- _What is expected_: The records that follow must be repeated verbatim, every one of them.
####################
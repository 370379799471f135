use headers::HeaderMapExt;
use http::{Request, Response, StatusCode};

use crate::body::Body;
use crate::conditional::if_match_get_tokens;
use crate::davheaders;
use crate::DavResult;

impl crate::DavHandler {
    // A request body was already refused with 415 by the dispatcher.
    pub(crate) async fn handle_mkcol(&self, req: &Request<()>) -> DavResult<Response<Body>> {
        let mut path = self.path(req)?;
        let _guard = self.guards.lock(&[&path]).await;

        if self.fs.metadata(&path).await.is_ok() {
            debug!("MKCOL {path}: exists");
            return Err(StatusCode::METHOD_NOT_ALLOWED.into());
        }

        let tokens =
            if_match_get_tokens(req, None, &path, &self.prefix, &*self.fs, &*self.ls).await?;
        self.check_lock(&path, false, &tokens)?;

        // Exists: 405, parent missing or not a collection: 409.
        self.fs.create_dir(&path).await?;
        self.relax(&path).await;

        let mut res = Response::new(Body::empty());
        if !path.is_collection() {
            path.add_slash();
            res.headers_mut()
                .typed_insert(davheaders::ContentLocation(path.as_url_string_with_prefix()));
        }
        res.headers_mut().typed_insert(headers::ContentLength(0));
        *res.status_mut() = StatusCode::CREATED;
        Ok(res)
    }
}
####################
- _Solution_:
repository 370379799471f135
use headers::HeaderMapExt;
use http::{Request, Response, StatusCode};

use crate::body::Body;
use crate::conditional::if_match_get_tokens;
use crate::davheaders;
use crate::DavResult;

impl crate::DavHandler {
    // A request body was already refused with 415 by the dispatcher.
    pub(crate) async fn handle_mkcol(&self, req: &Request<()>) -> DavResult<Response<Body>> {
        let mut path = self.path(req)?;
        let _guard = self.guards.lock(&[&path]).await;

        if self.fs.metadata(&path).await.is_ok() {
            debug!("MKCOL {path}: exists");
            return Err(StatusCode::METHOD_NOT_ALLOWED.into());
        }

        let tokens =
            if_match_get_tokens(req, None, &path, &self.prefix, &*self.fs, &*self.ls).await?;
        self.check_lock(&path, false, &tokens)?;

        // Exists: 405, parent missing or not a collection: 409.
        self.fs.create_dir(&path).await?;
        self.relax(&path).await;

        let mut res = Response::new(Body::empty());
        if !path.is_collection() {
            path.add_slash();
            res.headers_mut()
                .typed_insert(davheaders::ContentLocation(path.as_url_string_with_prefix()));
        }
        res.headers_mut().typed_insert(headers::ContentLength(0));
        *res.status_mut() = StatusCode::CREATED;
        Ok(res)
    }
}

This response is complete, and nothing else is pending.